Guo does not explicitly teach a computing device comprising at least a memory and a processor; a plurality of programming instructions stored in the memory and operable on the processor, wherein the plurality of programming instructions, when operating on the processor, cause the computing device to:, encode each data type into a modality-specific representation using specialized encoders for each data type; fuse the modality-specific representations into a combined representation by applying cross-modal attention mechanisms to capture relationships between the different data types; wherein the cross-modal correlations comprise learned relationships between features in a first data type and features in a second data type different from the first data type;
Harikumar teaches a computing device comprising at least a memory and a processor; a plurality of programming instructions stored in the memory and operable on the processor, wherein the plurality of programming instructions, when operating on the processor, cause the computing device to (a computer-readable apparatus including a storage medium stores computer-readable and computer-executable instructions that are configured to, when executed by at least one processor apparatus, cause the at least one processor apparatus or another apparatus (e.g., the computerized apparatus) to perform the operations of the method 1200. Example components of the computerized apparatus are illustrated in FIG. 15 [0102]):
encode each data type (the input image 712, a sketch image 716 [0087]; A sketch image 714 is a sketch version of the input image 712 [0088]) into a modality-specific representation using specialized encoders for each data type (In some embodiments, the image encoder model 104 includes a corresponding second encoder 105. The second encoder 105 is configured to receive an image 112. In some implementations, the image 112 is not an image of the type that sketch image 110 [0037]; a second deep learning model of a sketch encoder (e.g., 520) is trained.
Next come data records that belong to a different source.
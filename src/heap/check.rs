//! ヒープの整合性検査.
use std::collections::{BTreeMap, BTreeSet, HashMap};

use super::block::{Block, BlockOffset, MIN_BLOCK_SIZE};
use super::coalescer::mergeable;
use super::pool_table::{PoolTable, POOL_TABLE_SIZE};
use super::size_class::SizeClass;
use super::Heap;
use crate::nvm::NonVolatileMemory;
use crate::{ErrorKind, Result};

/// 整合性検査の結果得られた、ヒープの統計情報.
#[derive(Debug, Default, Clone, PartialEq, Eq)]
pub struct HeapSummary {
    /// 割当済みブロックの数.
    pub allocated_blocks: u64,

    /// 割当済みブロックの合計バイト数(ヘッダ・フッタ込み).
    pub allocated_bytes: u64,

    /// 空きブロックの数.
    pub free_blocks: u64,

    /// 空きブロックの合計バイト数(ヘッダ・フッタ込み).
    pub free_bytes: u64,

    /// wilderness境界の位置.
    pub wilderness: u64,
}

impl<N> Heap<N>
where
    N: NonVolatileMemory,
{
    /// ヒープ全体を走査して、構造の整合性を検査する.
    ///
    /// 以下の点が検査される:
    ///
    /// - ファイル上のプールテーブルと、メモリ上のものが一致している
    /// - ブロック領域が、隙間なくブロックで敷き詰められている
    /// - 各ブロックのヘッダとフッタが一致している
    /// - 併合可能な空きブロック同士が隣接していない
    /// - 各フリーリングが閉じた循環双方向リストになっており、
    ///   そのサイズクラスに属する空きブロックのみを、漏れなく含んでいる
    ///
    /// 検査はファイル全体を読み込むので、ヒープのサイズに比例した時間が掛かる.
    ///
    /// # Errors
    ///
    /// 不整合が見つかった場合には`ErrorKind::StorageCorrupted`が返される.
    pub fn check(&mut self) -> Result<HeapSummary> {
        match self.check_impl() {
            Ok(summary) => Ok(summary),
            Err(e) => {
                error!(self.logger, "Heap validation failed: {}", e);
                Err(e)
            }
        }
    }

    fn check_impl(&mut self) -> Result<HeapSummary> {
        track!(self.check_pool_table())?;
        let (summary, free_blocks) = track!(self.check_blocks())?;
        track!(self.check_rings(free_blocks))?;
        Ok(summary)
    }

    fn check_pool_table(&mut self) -> Result<()> {
        let mut buf = vec![0; POOL_TABLE_SIZE as usize];
        track!(self.nvm.read_exact_at(0, &mut buf))?;
        let stored = track!(PoolTable::read_from(&buf[..]))?;
        track_assert!(
            stored == self.pools,
            ErrorKind::StorageCorrupted,
            "Pool table on the storage differs from the cached one"
        );
        Ok(())
    }

    // ブロック列を先頭から順に辿り、空きブロックをクラス毎に集める.
    fn check_blocks(&mut self) -> Result<(HeapSummary, FreeBlocks)> {
        let mut summary = HeapSummary {
            wilderness: self.wilderness,
            ..HeapSummary::default()
        };
        let mut free_blocks = FreeBlocks::default();
        let mut prev: Option<Block> = None;
        let mut offset = BlockOffset::FIRST;
        while offset.as_u64() < self.wilderness {
            track_assert!(
                offset.as_u64() + u64::from(MIN_BLOCK_SIZE) <= self.wilderness,
                ErrorKind::StorageCorrupted,
                "Truncated block at {:?} (wilderness={})",
                offset,
                self.wilderness
            );
            let read = track!(self.read_block(offset))?;
            let block = read.block;

            let footer = track!(Block::read_footer(&mut self.nvm, &block))?;
            track_assert_eq!(
                footer,
                block.tag(),
                ErrorKind::StorageCorrupted,
                "Header and footer mismatch: {:?}",
                block
            );
            track_assert_eq!(
                read.predecessor,
                prev.as_ref().map(|p| p.tag()),
                ErrorKind::StorageCorrupted,
                "Unexpected predecessor of {:?}",
                block
            );
            if let Some(ref prev) = prev {
                track_assert!(
                    !mergeable(prev, &block),
                    ErrorKind::StorageCorrupted,
                    "Adjacent free blocks: {:?}, {:?}",
                    prev,
                    block
                );
            }

            if let Some((ring_prev, ring_next)) = block.ring() {
                summary.free_blocks += 1;
                summary.free_bytes += u64::from(block.len);
                free_blocks
                    .classes
                    .entry(block.class())
                    .or_insert_with(BTreeSet::new)
                    .insert(block.offset);
                free_blocks.links.insert(block.offset, (ring_prev, ring_next));
            } else {
                summary.allocated_blocks += 1;
                summary.allocated_bytes += u64::from(block.len);
            }
            offset = block.end();
            prev = Some(block);
        }
        track_assert_eq!(
            offset.as_u64(),
            self.wilderness,
            ErrorKind::StorageCorrupted
        );
        Ok((summary, free_blocks))
    }

    fn check_rings(&self, mut free_blocks: FreeBlocks) -> Result<()> {
        for class in SizeClass::all() {
            let members = free_blocks.classes.remove(&class).unwrap_or_default();
            let head = match self.pools.head(class) {
                None => {
                    track_assert!(
                        members.is_empty(),
                        ErrorKind::StorageCorrupted,
                        "Free blocks not in any ring: class={}, blocks={:?}",
                        class.index(),
                        members
                    );
                    continue;
                }
                Some(head) => head,
            };

            let mut visited = 0;
            let mut current = head;
            loop {
                track_assert!(
                    members.contains(&current),
                    ErrorKind::StorageCorrupted,
                    "Unexpected ring member: class={}, offset={:?}",
                    class.index(),
                    current
                );
                visited += 1;
                track_assert!(
                    visited <= members.len(),
                    ErrorKind::StorageCorrupted,
                    "Free ring does not return to its head: class={}, head={:?}",
                    class.index(),
                    head
                );

                let (_, next) = free_blocks.links[&current];
                let next_prev = free_blocks.links.get(&next).map(|l| l.0);
                track_assert_eq!(
                    next_prev,
                    Some(current),
                    ErrorKind::StorageCorrupted,
                    "Broken backward link: class={}, offset={:?}, next={:?}",
                    class.index(),
                    current,
                    next
                );
                current = next;
                if current == head {
                    break;
                }
            }
            track_assert_eq!(
                visited,
                members.len(),
                ErrorKind::StorageCorrupted,
                "Free blocks not in the ring: class={}",
                class.index()
            );
        }
        Ok(())
    }
}

#[derive(Debug, Default)]
struct FreeBlocks {
    classes: BTreeMap<SizeClass, BTreeSet<BlockOffset>>,
    links: HashMap<BlockOffset, (BlockOffset, BlockOffset)>,
}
In some embodiments, second autoencoder (e.g., VQVAE) model is trained on sketches of input images [0067]. The Examiner notes encoder model 104 and encoder model 105 encodes an image as first datatype, and a sketch encoder, a second encoder autoencoder encodes sketch image 110 as second datatype);
fuse the modality-specific representations into a combined representation (Tokenized representations 406 of FIG. 4 may be examples of the unique integer values obtained by the image encoder 510, and similarly, unique integer values obtained by the sketch encoder 520 [0070]. The Examiner notes Tokenized representations 406 is a combined representation.) by applying cross-modal attention mechanisms to capture relationships between the different data types (In some embodiments, the tokenized representations 406 are outputted from multiple ones of the encoder layers … attention layers are present between the encoder 404 and the decoder 408 [0056]. The Examiner notes the attention layers are the cross-modal attention mechanisms);
It would have been obvious to a person having ordinary skill in the art before the effective filing date of the claimed invention to have modified the method of Guo to incorporate the teachings of Harikumar for the benefit of increasing the resolution of the image, which results in the intricate patterns being created without loss of fidelity and at high efficiency (Harikumar [0099])
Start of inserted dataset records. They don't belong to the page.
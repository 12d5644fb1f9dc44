//! [Prometheus][prometheus]用のメトリクス.
//!
//! [prometheus]: https://prometheus.io/
use prometrics::metrics::{Counter, Gauge, MetricBuilder};

/// [`Heap`]のメトリクス.
///
/// [`Heap`]: ../heap/struct.Heap.html
#[derive(Debug, Clone)]
pub struct HeapMetrics {
    pub(crate) allocated_blocks: Counter,
    pub(crate) allocated_bytes: Counter,
    pub(crate) released_blocks: Counter,
    pub(crate) released_bytes: Counter,
    pub(crate) split_blocks: Counter,
    pub(crate) merged_blocks: Counter,
    pub(crate) linked_blocks: Counter,
    pub(crate) unlinked_blocks: Counter,
    pub(crate) scanned_blocks: Counter,
    pub(crate) skip_cache_hits: Counter,
    pub(crate) wilderness_extensions: Counter,
    pub(crate) wilderness_extended_bytes: Counter,
    pub(crate) wilderness_bytes: Gauge,
}
impl HeapMetrics {
    /// ブロックの割当回数.
    ///
    /// # Prometheus
    ///
    /// ```prometheus
    /// dheap_heap_allocated_blocks_total <COUNTER>
    /// ```
    pub fn allocated_blocks(&self) -> u64 {
        self.allocated_blocks.value() as u64
    }

    /// これまでに割り当てたブロックのバイト数(ヘッダとフッタを含む).
    ///
    /// # Prometheus
    ///
    /// ```prometheus
    /// dheap_heap_allocated_bytes_total <COUNTER>
    /// ```
    pub fn allocated_bytes(&self) -> u64 {
        self.allocated_bytes.value() as u64
    }

    /// ブロックの解放回数.
    ///
    /// # Prometheus
    ///
    /// ```prometheus
    /// dheap_heap_released_blocks_total <COUNTER>
    /// ```
    pub fn released_blocks(&self) -> u64 {
        self.released_blocks.value() as u64
    }

    /// これまでに解放されたブロックのバイト数.
    ///
    /// # Prometheus
    ///
    /// ```prometheus
    /// dheap_heap_released_bytes_total <COUNTER>
    /// ```
    pub fn released_bytes(&self) -> u64 {
        self.released_bytes.value() as u64
    }

    /// 割当時に空きブロックが分割された回数.
    ///
    /// # Prometheus
    ///
    /// ```prometheus
    /// dheap_heap_split_blocks_total <COUNTER>
    /// ```
    pub fn split_blocks(&self) -> u64 {
        self.split_blocks.value() as u64
    }

    /// 解放時に隣接する空きブロックと併合された回数.
    ///
    /// 前後の両方と併合された場合には`2`が加算される.
    ///
    /// # Prometheus
    ///
    /// ```prometheus
    /// dheap_heap_merged_blocks_total <COUNTER>
    /// ```
    pub fn merged_blocks(&self) -> u64 {
        self.merged_blocks.value() as u64
    }

    /// フリーリングに含まれる空きブロックの数.
    ///
    /// 再オープン後は、その時点以降の増減分のみが反映される.
    ///
    /// # Prometheus
    ///
    /// ```prometheus
    /// dheap_heap_linked_blocks_total - dheap_heap_unlinked_blocks_total
    /// ```
    pub fn free_ring_delta(&self) -> i64 {
        // NOTE: 以下の順番で値を取得しないと負の値が一時的に観測される可能性がある
        let dec = self.unlinked_blocks.value() as i64;
        let inc = self.linked_blocks.value() as i64;
        inc - dec
    }

    /// 割当時の探索で読み込まれたフリーリングの要素数.
    ///
    /// # Prometheus
    ///
    /// ```prometheus
    /// dheap_heap_scanned_blocks_total <COUNTER>
    /// ```
    pub fn scanned_blocks(&self) -> u64 {
        self.scanned_blocks.value() as u64
    }

    /// スキップキャッシュを使って探索開始クラスを飛ばした回数.
    ///
    /// # Prometheus
    ///
    /// ```prometheus
    /// dheap_heap_skip_cache_hits_total <COUNTER>
    /// ```
    pub fn skip_cache_hits(&self) -> u64 {
        self.skip_cache_hits.value() as u64
    }

    /// ファイル末尾(wilderness)を伸長して割当を行った回数.
    ///
    /// # Prometheus
    ///
    /// ```prometheus
    /// dheap_heap_wilderness_extensions_total <COUNTER>
    /// ```
    pub fn wilderness_extensions(&self) -> u64 {
        self.wilderness_extensions.value() as u64
    }

    /// ファイル末尾の伸長によって増えたバイト数.
    ///
    /// # Prometheus
    ///
    /// ```prometheus
    /// dheap_heap_wilderness_extended_bytes_total <COUNTER>
    /// ```
    pub fn wilderness_extended_bytes(&self) -> u64 {
        self.wilderness_extended_bytes.value() as u64
    }

    /// 現在のファイル末尾(wilderness境界)の位置.
    ///
    /// # Prometheus
    ///
    /// ```prometheus
    /// dheap_heap_wilderness_bytes <GAUGE>
    /// ```
    pub fn wilderness_bytes(&self) -> u64 {
        self.wilderness_bytes.value() as u64
    }

    pub(crate) fn new(builder: &MetricBuilder) -> Self {
        let mut builder = builder.clone();
        builder.namespace("dheap").subsystem("heap");
        HeapMetrics {
            allocated_blocks: builder
                .counter("allocated_blocks_total")
                .help("Number of allocated blocks")
                .finish()
                .expect("Never fails"),
            allocated_bytes: builder
                .counter("allocated_bytes_total")
                .help("Number of allocated bytes")
                .finish()
                .expect("Never fails"),
            released_blocks: builder
                .counter("released_blocks_total")
                .help("Number of released blocks")
                .finish()
                .expect("Never fails"),
            released_bytes: builder
                .counter("released_bytes_total")
                .help("Number of released bytes")
                .finish()
                .expect("Never fails"),
            split_blocks: builder
                .counter("split_blocks_total")
                .help("Number of free blocks split by allocation")
                .finish()
                .expect("Never fails"),
            merged_blocks: builder
                .counter("merged_blocks_total")
                .help("Number of neighbour blocks merged by release")
                .finish()
                .expect("Never fails"),
            linked_blocks: builder
                .counter("linked_blocks_total")
                .help("Number of blocks linked into free rings")
                .finish()
                .expect("Never fails"),
            unlinked_blocks: builder
                .counter("unlinked_blocks_total")
                .help("Number of blocks unlinked from free rings")
                .finish()
                .expect("Never fails"),
            scanned_blocks: builder
                .counter("scanned_blocks_total")
                .help("Number of free ring members visited by allocation")
                .finish()
                .expect("Never fails"),
            skip_cache_hits: builder
                .counter("skip_cache_hits_total")
                .help("Number of allocations resumed from the skip cache")
                .finish()
                .expect("Never fails"),
            wilderness_extensions: builder
                .counter("wilderness_extensions_total")
                .help("Number of allocations served by growing the file")
                .finish()
                .expect("Never fails"),
            wilderness_extended_bytes: builder
                .counter("wilderness_extended_bytes_total")
                .help("Number of bytes appended to the file")
                .finish()
                .expect("Never fails"),
            wilderness_bytes: builder
                .gauge("wilderness_bytes")
                .help("Current position of the wilderness boundary")
                .finish()
                .expect("Never fails"),
        }
    }

    pub(crate) fn count_allocation(&self, block_len: u32) {
        self.allocated_blocks.increment();
        self.allocated_bytes.add_u64(u64::from(block_len));
    }

    pub(crate) fn count_releasion(&self, block_len: u32) {
        self.released_blocks.increment();
        self.released_bytes.add_u64(u64::from(block_len));
    }

    pub(crate) fn count_extension(&self, block_len: u32, wilderness: u64) {
        self.wilderness_extensions.increment();
        self.wilderness_extended_bytes.add_u64(u64::from(block_len));
        self.wilderness_bytes.set(wilderness as f64);
    }
}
Bourdev teaches decode the new discrete representations into output data (The standard decoder module 115 decodes the encoded LQ image 180 to produce the decoded LQ image 185 [0078], Fig. 4; encoder model 350 performs additional processing steps on the tensor 375 [0054]);
restore information lost during the vector quantization using a neural upsampler (The decoded LQ image 185 is upsampled by the upsampling module 210 [0078]; the upsampling module 210 (including the trained upsampling model) [0065]; For example, the upsampling model can be a convolutional neural network that is trained to predict an image of a higher resolution given an image of a lower resolution [0106]) comprising a trained neural network with learnable parameters (Here, … the upsampling model, … can include an input layer of nodes, an output layer of nodes, and one or more hidden layers of nodes between the input and output layers. Each layer can be associated with learned parameters that are adjusted during training due to the loss function. Examples of learned parameters include learned weights and learned biases [0067]), trained to leverage cross- modal correlations between the different data types, wherein the cross-modal correlations comprise learned relationships (Here, the encoder/decoder block applies an autoencoder model (e.g., encoder model and decoder model) that attempts to learn a representation of the residual 320. In various embodiments, the representation of the residual 320 is a tensor 375 including structural features of the residual 320 [0052]) between features in a first data type and features in a second data type different from the first data type (The residual generation module 220 determines a residual 320 between the labeled HQ image 130 and the HQ′ image 310 [0076]);
It would have been obvious to a person having ordinary skill in the art before the effective filing date of the claimed invention to have modified the method of Guo and Harikumar to incorporate the teachings of Bourdev for the benefit of improvement of image quality of an image using a machine-learned autoencoder [0002] and further improvement of higher resolution images (Bourdev [0086])
Regarding claim 5, Modified Guo teaches the system of claim 1, Guo teaches wherein the combined loss function incorporates reconstruction quality across all modalities and latent space consistency (Hence, another loss term is introduced to train the encoder by minimizing the Euclidean distance between z and ˜z. The complete loss function is written as follows:
PNG
media_image2.png
126
552
media_image2.png
Greyscale
… and α is a coefficient to balance these two loss terms, pg. 1813, left col., last para.).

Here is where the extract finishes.